### [STORED DATA]
//! Property: whatever order proximity-query responses arrive in, the
//! camera list always ends up matching the most recently issued
//! origin/radius pair.

use crux_core::testing::AppTester;
use proptest::prelude::*;

use surveilmap_core::capabilities::{HttpRequest, HttpResponse};
use surveilmap_core::{
    App, Camera, CameraId, CameraStatus, CoreConfig, Effect, Event, Model, NearbyQuery, Ownership,
};

#[derive(Debug, Clone)]
enum SearchChange {
    Radius(u32),
    Pin { lat: f64, lng: f64 },
}

fn change_strategy() -> impl Strategy<Value = SearchChange> {
    prop_oneof![
        proptest::sample::select(vec![500u32, 1000, 2000, 5000]).prop_map(SearchChange::Radius),
        (0u8..5, 0u8..5).prop_map(|(a, b)| SearchChange::Pin {
            lat: 53.50 + f64::from(a) * 0.01,
            lng: 10.00 + f64::from(b) * 0.01,
        }),
    ]
}

fn changes_and_arrival_seed() -> impl Strategy<Value = (Vec<SearchChange>, Vec<u64>)> {
    proptest::collection::vec(change_strategy(), 1..8).prop_flat_map(|changes| {
        let len = changes.len();
        (
            Just(changes),
            proptest::collection::vec(any::<u64>(), len),
        )
    })
}

fn marker_camera(index: u64) -> Camera {
    Camera {
        id: CameraId(index),
        location: format!("Camera {index}"),
        latitude: 53.54,
        longitude: 10.0,
        private_govt: Ownership::Govt,
        owner_name: String::new(),
        contact_no: String::new(),
        coverage: String::new(),
        backup: false,
        connected_network: false,
        status: CameraStatus::Working,
    }
}

fn parse_query(request: &crux_core::Request<HttpRequest>) -> NearbyQuery {
    serde_json::from_slice(request.operation.body().expect("query has a body"))
        .expect("query body parses")
}

proptest! {
    #[test]
    fn displayed_cameras_match_most_recently_issued_pair(
        (changes, arrival_seed) in changes_and_arrival_seed()
    ) {
        let app = AppTester::<App, Effect>::default();
        let mut model = Model {
            config: CoreConfig {
                api_base_url: "http://127.0.0.1:8000".into(),
                map_api_key: String::new(),
            },
            ..Model::default()
        };

        // Every change issues exactly one query; hold them all in flight.
        let mut requests = Vec::new();
        for change in &changes {
            let event = match change {
                SearchChange::Radius(meters) => Event::RadiusSelected { meters: *meters },
                SearchChange::Pin { lat, lng } => Event::PinDropped { lat: *lat, lng: *lng },
            };
            let update = app.update(event, &mut model);
            for effect in update.effects {
                if let Effect::Http(request) = effect {
                    requests.push(request);
                }
            }
        }
        prop_assert_eq!(requests.len(), changes.len());

        let final_query = NearbyQuery::from_stamp(&model.query_stamp());

        // Responses come back in an arbitrary order. Two queries for the
        // same pair are interchangeable (the endpoint is idempotent), so
        // the expected winner is the last-arriving response whose query
        // matches the final pair.
        let mut arrival: Vec<usize> = (0..requests.len()).collect();
        arrival.sort_by_key(|&i| (arrival_seed[i], i));

        let mut expected = None;
        for &i in &arrival {
            if parse_query(&requests[i]) == final_query {
                expected = Some(i as u64);
            }
            let response = HttpResponse::ok_json(&vec![marker_camera(i as u64)])
                .expect("response serializes");
            let update = app
                .resolve(&mut requests[i], Ok(response))
                .expect("response resolves");
            for event in update.events {
                app.update(event, &mut model);
            }
        }

        // The last change always issued a matching query, so a winner exists.
        let winner = expected.expect("a current-pair response must exist");
        prop_assert_eq!(model.cameras.len(), 1);
        prop_assert_eq!(model.cameras[0].id, CameraId(winner));
        prop_assert!(model.query_error.is_none());
    }
}
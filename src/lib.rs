#![forbid(unsafe_code)]
#![deny(clippy::all)]
#![warn(clippy::pedantic)]
#![allow(clippy::module_name_repetitions)]
#![allow(clippy::too_many_lines)]

pub mod capabilities;

use serde::{Deserialize, Serialize};
use thiserror::Error;

pub use app::App;
pub use capabilities::{Capabilities, Effect};

pub const DEFAULT_ORIGIN_LAT: f64 = 53.54;
pub const DEFAULT_ORIGIN_LNG: f64 = 10.0;
pub const LOCATION_FIX_TIMEOUT_MS: u64 = 8_000;
pub const NEARBY_QUERY_TIMEOUT_MS: u64 = 15_000;
pub const TICKETS_TIMEOUT_MS: u64 = 15_000;
pub const CAMERA_DETAIL_TIMEOUT_MS: u64 = 15_000;
pub const STATUS_UPDATE_TIMEOUT_MS: u64 = 15_000;
pub const NOTIFICATION_DURATION_MS: u64 = 3_000;

#[derive(Debug, Clone, Copy, PartialEq, Eq, Hash, Serialize, Deserialize)]
pub enum ErrorKind {
    Network,
    Timeout,
    NotFound,
    Validation,
    Deserialization,
    Location,
    LocationPermissionDenied,
    LocationUnsupported,
    Internal,
    Unknown,
}

impl ErrorKind {
    #[must_use]
    pub const fn code(self) -> &'static str {
        match self {
            Self::Network => "NETWORK_ERROR",
            Self::Timeout => "TIMEOUT",
            Self::NotFound => "NOT_FOUND",
            Self::Validation => "VALIDATION_ERROR",
            Self::Deserialization => "DESERIALIZATION_ERROR",
            Self::Location => "LOCATION_ERROR",
            Self::LocationPermissionDenied => "LOCATION_PERMISSION_DENIED",
            Self::LocationUnsupported => "LOCATION_UNSUPPORTED",
            Self::Internal => "INTERNAL_ERROR",
            Self::Unknown => "UNKNOWN_ERROR",
        }
    }

    #[must_use]
    pub const fn is_retryable(self) -> bool {
        matches!(self, Self::Network | Self::Timeout | Self::Location)
    }
}

#[derive(Debug, Clone, Serialize, Deserialize, PartialEq, Eq)]
pub struct AppError {
    pub kind: ErrorKind,
    pub message: String,
    pub internal_message: Option<String>,
}

impl AppError {
    #[must_use]
    pub fn new(kind: ErrorKind, message: impl Into<String>) -> Self {
        Self {
            kind,
            message: message.into(),
            internal_message: None,
        }
    }

    #[must_use]
    pub fn with_internal(mut self, internal: impl Into<String>) -> Self {
        self.internal_message = Some(internal.into());
        self
    }

    #[must_use]
    pub const fn code(&self) -> &'static str {
        self.kind.code()
    }

    #[must_use]
    pub const fn is_retryable(&self) -> bool {
        self.kind.is_retryable()
    }

    #[must_use]
    pub fn user_facing_message(&self) -> String {
        match self.kind {
            ErrorKind::Network => {
                "Unable to connect. Please check your connection and try again.".into()
            }
            ErrorKind::Timeout => "The request timed out. Please try again.".into(),
            ErrorKind::NotFound => "The requested item could not be found.".into(),
            ErrorKind::Validation => self.message.clone(),
            ErrorKind::Deserialization => {
                "The server sent an unexpected response. Please try again.".into()
            }
            ErrorKind::Location => {
                "Unable to determine your location. Showing the default area instead.".into()
            }
            ErrorKind::LocationPermissionDenied => {
                "Location access is disabled. Showing the default area instead.".into()
            }
            ErrorKind::LocationUnsupported => {
                "This device does not provide location. Showing the default area instead.".into()
            }
            ErrorKind::Internal | ErrorKind::Unknown => {
                "An unexpected error occurred. Please try again.".into()
            }
        }
    }

    #[must_use]
    pub fn from_http_status(status: u16, body: Option<&[u8]>) -> Self {
        let kind = match status {
            400 => ErrorKind::Validation,
            404 => ErrorKind::NotFound,
            408 => ErrorKind::Timeout,
            500..=599 => ErrorKind::Internal,
            _ => ErrorKind::Unknown,
        };

        let message = body
            .and_then(|b| serde_json::from_slice::<ApiErrorResponse>(b).ok())
            .map(|e| e.message)
            .filter(|m| !m.is_empty())
            .unwrap_or_else(|| format!("HTTP error: {status}"));

        Self::new(kind, message)
    }
}

impl std::fmt::Display for AppError {
    fn fmt(&self, f: &mut std::fmt::Formatter<'_>) -> std::fmt::Result {
        write!(f, "[{}] {}", self.code(), self.message)?;
        if let Some(internal) = &self.internal_message {
            write!(f, " (internal: {internal})")?;
        }
        Ok(())
    }
}

impl std::error::Error for AppError {}

#[derive(Debug, Clone, Serialize, Deserialize)]
struct ApiErrorResponse {
    #[serde(default)]
    message: String,
}

#[derive(Debug, Clone, Error, PartialEq)]
pub enum CoordinateError {
    #[error("Latitude {0} is out of valid range [-90, 90]")]
    LatitudeOutOfRange(f64),
    #[error("Longitude {0} is out of valid range [-180, 180]")]
    LongitudeOutOfRange(f64),
    #[error("Coordinate value is not finite (NaN or Infinity)")]
    NonFinite,
}

impl From<CoordinateError> for AppError {
    fn from(e: CoordinateError) -> Self {
        AppError::new(ErrorKind::Validation, e.to_string())
    }
}

#[derive(Debug, Clone, Copy, PartialEq, Serialize, Deserialize)]
pub struct ValidatedCoordinate {
    lat: f64,
    lng: f64,
}

impl ValidatedCoordinate {
    pub fn new(lat: f64, lng: f64) -> Result<Self, CoordinateError> {
        if !lat.is_finite() || !lng.is_finite() {
            return Err(CoordinateError::NonFinite);
        }
        if !(-90.0..=90.0).contains(&lat) {
            return Err(CoordinateError::LatitudeOutOfRange(lat));
        }
        if !(-180.0..=180.0).contains(&lng) {
            return Err(CoordinateError::LongitudeOutOfRange(lng));
        }
        Ok(Self { lat, lng })
    }

    #[must_use]
    pub const fn lat(self) -> f64 {
        self.lat
    }

    #[must_use]
    pub const fn lng(self) -> f64 {
        self.lng
    }
}

impl TryFrom<(f64, f64)> for ValidatedCoordinate {
    type Error = CoordinateError;

    fn try_from((lat, lng): (f64, f64)) -> Result<Self, Self::Error> {
        Self::new(lat, lng)
    }
}

#[derive(Debug, Clone, Copy, PartialEq, Eq, Hash, Serialize, Deserialize)]
#[serde(rename_all = "snake_case")]
pub enum OriginProvenance {
    Device,
    DroppedPin,
    DefaultFallback,
}

impl OriginProvenance {
    #[must_use]
    pub const fn label(self) -> &'static str {
        match self {
            Self::Device => "Your current location",
            Self::DroppedPin => "Dropped pin",
            Self::DefaultFallback => "Default search origin",
        }
    }
}

/// The one authoritative point proximity queries are issued from.
/// Replaced wholesale on every fix or map click, never mutated in place.
#[derive(Debug, Clone, Copy, PartialEq, Serialize, Deserialize)]
pub struct Origin {
    coordinate: ValidatedCoordinate,
    provenance: OriginProvenance,
}

impl Origin {
    #[must_use]
    pub const fn device(coordinate: ValidatedCoordinate) -> Self {
        Self {
            coordinate,
            provenance: OriginProvenance::Device,
        }
    }

    #[must_use]
    pub const fn dropped_pin(coordinate: ValidatedCoordinate) -> Self {
        Self {
            coordinate,
            provenance: OriginProvenance::DroppedPin,
        }
    }

    #[must_use]
    pub const fn default_fallback() -> Self {
        Self {
            coordinate: ValidatedCoordinate {
                lat: DEFAULT_ORIGIN_LAT,
                lng: DEFAULT_ORIGIN_LNG,
            },
            provenance: OriginProvenance::DefaultFallback,
        }
    }

    #[must_use]
    pub const fn coordinate(self) -> ValidatedCoordinate {
        self.coordinate
    }

    #[must_use]
    pub const fn provenance(self) -> OriginProvenance {
        self.provenance
    }

    #[must_use]
    pub const fn is_pin(self) -> bool {
        matches!(self.provenance, OriginProvenance::DroppedPin)
    }
}

impl Default for Origin {
    fn default() -> Self {
        Self::default_fallback()
    }
}

/// Search radius, restricted to the values the radius picker offers.
#[derive(Debug, Clone, Copy, PartialEq, Eq, Hash, Serialize, Deserialize, Default)]
#[serde(rename_all = "snake_case")]
pub enum SearchRadius {
    M500,
    #[default]
    M1000,
    M2000,
    M5000,
}

impl SearchRadius {
    pub const ALL: [Self; 4] = [Self::M500, Self::M1000, Self::M2000, Self::M5000];

    #[must_use]
    pub const fn meters(self) -> u32 {
        match self {
            Self::M500 => 500,
            Self::M1000 => 1000,
            Self::M2000 => 2000,
            Self::M5000 => 5000,
        }
    }

    #[must_use]
    pub fn from_meters(meters: u32) -> Option<Self> {
        Self::ALL.into_iter().find(|r| r.meters() == meters)
    }

    #[must_use]
    pub const fn zoom(self) -> f64 {
        match self {
            Self::M500 => 16.0,
            Self::M1000 => 15.0,
            Self::M2000 => 14.0,
            Self::M5000 => 13.0,
        }
    }

    #[must_use]
    pub const fn label(self) -> &'static str {
        match self {
            Self::M500 => "500 m",
            Self::M1000 => "1 km",
            Self::M2000 => "2 km",
            Self::M5000 => "5 km",
        }
    }
}

#[derive(Debug, Clone, Copy, PartialEq, Eq, Hash, Serialize, Deserialize)]
pub enum Ownership {
    Private,
    Govt,
}

impl Ownership {
    #[must_use]
    pub const fn as_str(self) -> &'static str {
        match self {
            Self::Private => "Private",
            Self::Govt => "Govt",
        }
    }
}

#[derive(Debug, Clone, Copy, PartialEq, Eq, Hash, Serialize, Deserialize)]
pub enum CameraStatus {
    #[serde(rename = "working")]
    Working,
    #[serde(rename = "not working")]
    NotWorking,
}

impl CameraStatus {
    #[must_use]
    pub const fn as_str(self) -> &'static str {
        match self {
            Self::Working => "working",
            Self::NotWorking => "not working",
        }
    }

    #[must_use]
    pub const fn display_name(self) -> &'static str {
        match self {
            Self::Working => "Working",
            Self::NotWorking => "Not working",
        }
    }
}

#[derive(Debug, Clone, Copy, PartialEq, Eq, Hash, Serialize, Deserialize)]
pub struct CameraId(pub u64);

impl std::fmt::Display for CameraId {
    fn fmt(&self, f: &mut std::fmt::Formatter<'_>) -> std::fmt::Result {
        write!(f, "{}", self.0)
    }
}

#[derive(Debug, Clone, Copy, PartialEq, Eq, Hash, Serialize, Deserialize)]
pub struct TicketId(pub u64);

impl std::fmt::Display for TicketId {
    fn fmt(&self, f: &mut std::fmt::Formatter<'_>) -> std::fmt::Result {
        write!(f, "{}", self.0)
    }
}

/// Read-only projection of a camera record as served by the backend.
/// The list is wholesale-replaced on every successful proximity query.
#[derive(Debug, Clone, PartialEq, Serialize, Deserialize)]
pub struct Camera {
    pub id: CameraId,
    pub location: String,
    pub latitude: f64,
    pub longitude: f64,
    pub private_govt: Ownership,
    #[serde(default)]
    pub owner_name: String,
    #[serde(default)]
    pub contact_no: String,
    #[serde(default)]
    pub coverage: String,
    #[serde(default)]
    pub backup: bool,
    #[serde(default)]
    pub connected_network: bool,
    pub status: CameraStatus,
}

#[derive(Debug, Clone, Copy, PartialEq, Eq, Hash, Serialize, Deserialize, Default)]
pub enum TicketStatus {
    #[default]
    Pending,
    Accepted,
    Rejected,
}

impl TicketStatus {
    #[must_use]
    pub const fn as_str(self) -> &'static str {
        match self {
            Self::Pending => "Pending",
            Self::Accepted => "Accepted",
            Self::Rejected => "Rejected",
        }
    }

    #[must_use]
    pub const fn is_terminal(self) -> bool {
        matches!(self, Self::Accepted | Self::Rejected)
    }

    #[must_use]
    pub fn valid_transitions(self) -> Vec<Self> {
        match self {
            Self::Pending => vec![Self::Accepted, Self::Rejected],
            Self::Accepted | Self::Rejected => vec![],
        }
    }

    #[must_use]
    pub fn can_transition_to(self, to: Self) -> bool {
        self.valid_transitions().contains(&to)
    }

    pub fn validate_transition(self, to: Self) -> Result<(), TransitionError> {
        if self == to {
            return Err(TransitionError::SameStatus);
        }
        if self.is_terminal() {
            return Err(TransitionError::FromTerminalStatus { status: self });
        }
        if !self.can_transition_to(to) {
            return Err(TransitionError::InvalidTransition { from: self, to });
        }
        Ok(())
    }
}

impl std::fmt::Display for TicketStatus {
    fn fmt(&self, f: &mut std::fmt::Formatter<'_>) -> std::fmt::Result {
        write!(f, "{}", self.as_str())
    }
}

#[derive(Debug, Clone, PartialEq, Eq, Error)]
pub enum TransitionError {
    #[error("Cannot transition to the same status")]
    SameStatus,
    #[error("Cannot transition from terminal status: {status}")]
    FromTerminalStatus { status: TicketStatus },
    #[error("Invalid transition from {from} to {to}")]
    InvalidTransition { from: TicketStatus, to: TicketStatus },
}

impl From<TransitionError> for AppError {
    fn from(e: TransitionError) -> Self {
        AppError::new(ErrorKind::Validation, e.to_string())
    }
}

/// The two outcomes a triage action can request for a pending ticket.
#[derive(Debug, Clone, Copy, PartialEq, Eq, Hash, Serialize, Deserialize)]
pub enum TicketResolution {
    Accepted,
    Rejected,
}
mod geolocation;
mod http;
mod timer;

pub use self::geolocation::{
    FixOptions, Geolocation, GeolocationError, GeolocationOperation, GeolocationOutput,
    GeolocationResult, PositionFix, WatchId,
};
pub use self::http::{
    Http, HttpError, HttpHeaders, HttpMethod, HttpRequest, HttpResponse, HttpResult, ValidatedUrl,
};
pub use self::timer::{Timer, TimerId, TimerOperation, TimerOutput};

pub use crux_core::render::Render;

use crate::app::App;
use crate::Event;

pub type AppHttp = Http<Event>;
pub type AppGeolocation = Geolocation<Event>;
pub type AppTimer = Timer<Event>;
pub type AppRender = Render<Event>;

#[derive(crux_core::macros::Effect)]
#[effect(app = "App")]
pub struct Capabilities {
    pub http: Http<Event>,
    pub geolocation: Geolocation<Event>,
    pub timer: Timer<Event>,
    pub render: Render<Event>,
}
//! The closed set of app identifiers known to the shell.
//!
//! An `AppId` is an opaque token: the registry tracks which ones are open
//! and focused, the view layer decides what to draw for each. There is no
//! per-instance identity -- an app is open at most once.

use std::fmt;
use std::str::FromStr;

use serde::{Deserialize, Serialize};

/// Identifier for a launchable app.
#[derive(Debug, Clone, Copy, PartialEq, Eq, Hash, Serialize, Deserialize)]
#[serde(rename_all = "lowercase")]
pub enum AppId {
    Settings,
    Messages,
    /// The AI chat assistant.
    Assistant,
    Camera,
    Browser,
    Calendar,
    Mail,
    /// Video player.
    Play,
}

impl AppId {
    /// All app identifiers, in home-grid order.
    pub const ALL: &[AppId] = &[
        AppId::Settings,
        AppId::Assistant,
        AppId::Browser,
        AppId::Camera,
        AppId::Play,
        AppId::Mail,
        AppId::Calendar,
        AppId::Messages,
    ];

    /// Display label for launcher icons and window title bars.
    pub fn label(self) -> &'static str {
        match self {
            Self::Settings => "Settings",
            Self::Messages => "Messages",
            Self::Assistant => "Assistant",
            Self::Camera => "Camera",
            Self::Browser => "Browser",
            Self::Calendar => "Calendar",
            Self::Mail => "Mail",
            Self::Play => "Play",
        }
    }

    /// Stable lowercase token (config files, CLI, log lines).
    pub fn token(self) -> &'static str {
        match self {
            Self::Settings => "settings",
            Self::Messages => "messages",
            Self::Assistant => "assistant",
            Self::Camera => "camera",
            Self::Browser => "browser",
            Self::Calendar => "calendar",
            Self::Mail => "mail",
            Self::Play => "play",
        }
    }
}

impl fmt::Display for AppId {
    fn fmt(&self, f: &mut fmt::Formatter<'_>) -> fmt::Result {
        f.write_str(self.token())
    }
}

impl FromStr for AppId {
    type Err = UnknownApp;

    fn from_str(s: &str) -> std::result::Result<Self, Self::Err> {
        match s {
            "settings" => Ok(Self::Settings),
            "messages" => Ok(Self::Messages),
            // "ai" kept as an alias for muscle memory.
            "assistant" | "ai" => Ok(Self::Assistant),
            "camera" => Ok(Self::Camera),
            "browser" => Ok(Self::Browser),
            "calendar" => Ok(Self::Calendar),
            "mail" => Ok(Self::Mail),
            "play" => Ok(Self::Play),
            other => Err(UnknownApp(other.to_string())),
        }
    }
}

/// Parse error for an app token outside the fixed set.
#[derive(Debug, Clone, PartialEq, Eq)]
pub struct UnknownApp(pub String);

impl fmt::Display for UnknownApp {
    fn fmt(&self, f: &mut fmt::Formatter<'_>) -> fmt::Result {
        write!(f, "unknown app: {}", self.0)
    }
}

impl std::error::Error for UnknownApp {}
//! Networking for matcha-os: the outbound text-generation collaborator.
//!
//! The shell only ever sees the [`TextGenService`] trait and the
//! [`ReplyRx`] polling handle; the HTTPS transport and the REST wire
//! format live behind them.

pub mod genai;
pub mod http;
mod textgen;

pub use genai::GenAiClient;
pub use textgen::{ReplyRx, TextGenService, spawn_generate};
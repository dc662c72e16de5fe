//! Derived view selection.
//!
//! A pure function of shell state with no side effects: the renderer
//! receives exactly what should be on screen and layers it with the
//! [`crate::transition`] specs. Mobile shows one surface at a time;
//! Desktop composites every open window over the home backdrop.

use matcha_types::app::AppId;

use crate::session::{LayoutMode, Overlay, SessionMode};
use crate::shell::Shell;

/// Wallpaper treatment hints.
#[derive(Debug, Clone, Copy, PartialEq, Eq)]
pub struct WallpaperFx {
    /// Slightly zoomed in (lock screen).
    pub zoomed: bool,
    /// Blurred and darkened (an app sheet or overlay is up).
    pub blurred: bool,
    /// Constant dim layer (mobile layout only).
    pub dimmed: bool,
}

/// The single fullscreen surface in Mobile layout.
#[derive(Debug, Clone, Copy, PartialEq, Eq)]
pub enum MobileSurface {
    Lock,
    Home,
    App(AppId),
}

/// One desktop window, in open order.
#[derive(Debug, Clone, Copy, PartialEq, Eq)]
pub struct WindowView {
    pub app: AppId,
    /// Front-most and interactive; unfocused windows render dimmed and
    /// inert except for focus-acquisition clicks.
    pub focused: bool,
}

/// One taskbar slot.
#[derive(Debug, Clone, Copy, PartialEq, Eq)]
pub struct TaskbarEntry {
    pub app: AppId,
    pub open: bool,
    pub focused: bool,
}

/// The desktop taskbar.
#[derive(Debug, Clone, PartialEq, Eq)]
pub struct TaskbarView {
    pub entries: Vec<TaskbarEntry>,
    /// "HH:MM" from the status bar cache.
    pub clock: String,
}

/// What the renderer should put on screen.
#[derive(Debug, Clone, PartialEq, Eq)]
pub enum ViewSelection {
    Mobile {
        surface: MobileSurface,
        /// Status bar strip (hidden while locked).
        status_bar: bool,
        overlay: Option<Overlay>,
        wallpaper: WallpaperFx,
    },
    /// Home backdrop is always present underneath.
    Desktop {
        windows: Vec<WindowView>,
        taskbar: TaskbarView,
        overlay: Option<Overlay>,
        wallpaper: WallpaperFx,
    },
}

/// Compute the view selection for the current shell state.
pub fn derive(shell: &Shell) -> ViewSelection {
    let session = shell.session();
    let overlay = session.active_overlay();
    match session.layout {
        LayoutMode::Mobile => {
            let surface = match session.mode {
                SessionMode::Locked => MobileSurface::Lock,
                SessionMode::Home => MobileSurface::Home,
                SessionMode::AppFullscreen => match shell.windows().focused() {
                    Some(app) => MobileSurface::App(app),
                    // Unreachable by construction; fall back to Home.
                    None => MobileSurface::Home,
                },
            };
            ViewSelection::Mobile {
                surface,
                status_bar: session.mode != SessionMode::Locked,
                overlay,
                wallpaper: WallpaperFx {
                    zoomed: session.mode == SessionMode::Locked,
                    blurred: session.mode == SessionMode::AppFullscreen || overlay.is_some(),
                    dimmed: true,
                },
            }
        },
        LayoutMode::Desktop => {
            let focused = shell.windows().focused();
            let windows = shell
                .windows()
                .open_apps()
                .iter()
                .map(|app| WindowView {
                    app: *app,
                    focused: Some(*app) == focused,
                })
                .collect();
            ViewSelection::Desktop {
                windows,
                taskbar: taskbar(shell),
                overlay,
                wallpaper: WallpaperFx {
                    zoomed: false,
                    blurred: overlay.is_some(),
                    dimmed: false,
                },
            }
        },
    }
}

/// Pinned apps first (config order), then unpinned open apps in open order.
fn taskbar(shell: &Shell) -> TaskbarView {
    let registry = shell.windows();
    let pins = &shell.config().taskbar_pins;
    let mut entries: Vec<TaskbarEntry> = pins
        .iter()
        .map(|app| TaskbarEntry {
            app: *app,
            open: registry.is_open(*app),
            focused: registry.focused() == Some(*app),
        })
        .collect();
    for app in registry.open_apps() {
        if !pins.contains(app) {
            entries.push(TaskbarEntry {
                app: *app,
                open: true,
                focused: registry.focused() == Some(*app),
            });
        }
    }
    TaskbarView {
        entries,
        clock: shell.status().clock().to_string(),
    }
}
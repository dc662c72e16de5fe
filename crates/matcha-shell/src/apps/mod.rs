//! Per-app runtime state.
//!
//! State is created when an app is opened and dropped when it closes --
//! the same lifetime a mounted view has. Re-opening an already-open app
//! keeps its state (only focus changes); a closed-and-reopened app starts
//! fresh. Apps without content state (mail, calendar, ...) simply render
//! an empty surface and carry nothing here.

pub mod assistant;
pub mod browser;
pub mod camera;
pub mod settings;

use matcha_types::app::AppId;
use matcha_types::config::ShellConfig;

pub use assistant::AssistantState;
pub use browser::BrowserState;
pub use camera::CameraState;
pub use settings::SettingsState;

/// Slots for the stateful apps.
#[derive(Default)]
pub struct AppStates {
    settings: Option<SettingsState>,
    camera: Option<CameraState>,
    browser: Option<BrowserState>,
    assistant: Option<AssistantState>,
}

impl AppStates {
    pub fn new() -> Self {
        Self::default()
    }

    /// Ensure state exists for a newly opened app.
    pub fn create(&mut self, id: AppId, config: &ShellConfig) {
        match id {
            AppId::Settings => {
                self.settings.get_or_insert_with(SettingsState::new);
            },
            AppId::Camera => {
                self.camera.get_or_insert_with(CameraState::new);
            },
            AppId::Browser => {
                if self.browser.is_none() {
                    self.browser = Some(BrowserState::new(&config.browser));
                }
            },
            AppId::Assistant => {
                self.assistant.get_or_insert_with(AssistantState::new);
            },
            // No content state for the rest.
            _ => {},
        }
    }

    /// Drop state for a closed app.
    ///
    /// For the assistant this is also the cancellation scope: the
    /// pending-reply receiver dies with the state, so a late completion
    /// is discarded in the channel.
    pub fn destroy(&mut self, id: AppId) {
        match id {
            AppId::Settings => self.settings = None,
            AppId::Camera => self.camera = None,
            AppId::Browser => self.browser = None,
            AppId::Assistant => self.assistant = None,
            _ => {},
        }
    }

    /// Drop everything (layout flip).
    pub fn clear(&mut self) {
        *self = Self::default();
    }

    pub fn settings(&self) -> Option<&SettingsState> {
        self.settings.as_ref()
    }

    pub fn settings_mut(&mut self) -> Option<&mut SettingsState> {
        self.settings.as_mut()
    }

    pub fn camera(&self) -> Option<&CameraState> {
        self.camera.as_ref()
    }

    pub fn camera_mut(&mut self) -> Option<&mut CameraState> {
        self.camera.as_mut()
    }

    pub fn browser(&self) -> Option<&BrowserState> {
        self.browser.as_ref()
    }

    pub fn browser_mut(&mut self) -> Option<&mut BrowserState> {
        self.browser.as_mut()
    }

    pub fn assistant(&self) -> Option<&AssistantState> {
        self.assistant.as_ref()
    }

    pub fn assistant_mut(&mut self) -> Option<&mut AssistantState> {
        self.assistant.as_mut()
    }
}

#[cfg(test)]
mod tests {
    use super::*;

    #[test]
    fn create_and_destroy_round_trip() {
        let cfg = ShellConfig::default();
        let mut apps = AppStates::new();
        apps.create(AppId::Assistant, &cfg);
        assert!(apps.assistant().is_some());
        apps.destroy(AppId::Assistant);
        assert!(apps.assistant().is_none());
    }

    #[test]
    fn create_is_idempotent_and_preserves_state() {
        let cfg = ShellConfig::default();
        let mut apps = AppStates::new();
        apps.create(AppId::Camera, &cfg);
        apps.camera_mut().unwrap().select_zoom("5x");
        apps.create(AppId::Camera, &cfg);
        assert_eq!(apps.camera().unwrap().zoom(), "5x");
    }

    #[test]
    fn stateless_apps_carry_nothing() {
        let cfg = ShellConfig::default();
        let mut apps = AppStates::new();
        apps.create(AppId::Mail, &cfg);
        apps.destroy(AppId::Mail);
    }

    #[test]
    fn clear_drops_all_state() {
        let cfg = ShellConfig::default();
        let mut apps = AppStates::new();
        apps.create(AppId::Settings, &cfg);
        apps.create(AppId::Browser, &cfg);
        apps.clear();
        assert!(apps.settings().is_none());
        assert!(apps.browser().is_none());
    }
}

### [YOUR OBJECTIVE]
Beginning with the first line of the entries, repeat each line exactly until you have reproduced the one containing "fn change_strategy() ->", and add nothing further.

### [EXERCISE ANSWER]
//! Property: whatever order proximity-query responses arrive in, the
//! camera list always ends up matching the most recently issued
//! origin/radius pair.

use crux_core::testing::AppTester;
use proptest::prelude::*;

use surveilmap_core::capabilities::{HttpRequest, HttpResponse};
use surveilmap_core::{
    App, Camera, CameraId, CameraStatus, CoreConfig, Effect, Event, Model, NearbyQuery, Ownership,
};

#[derive(Debug, Clone)]
enum SearchChange {
    Radius(u32),
    Pin { lat: f64, lng: f64 },
}

fn change_strategy() -> impl Strategy<Value = SearchChange> {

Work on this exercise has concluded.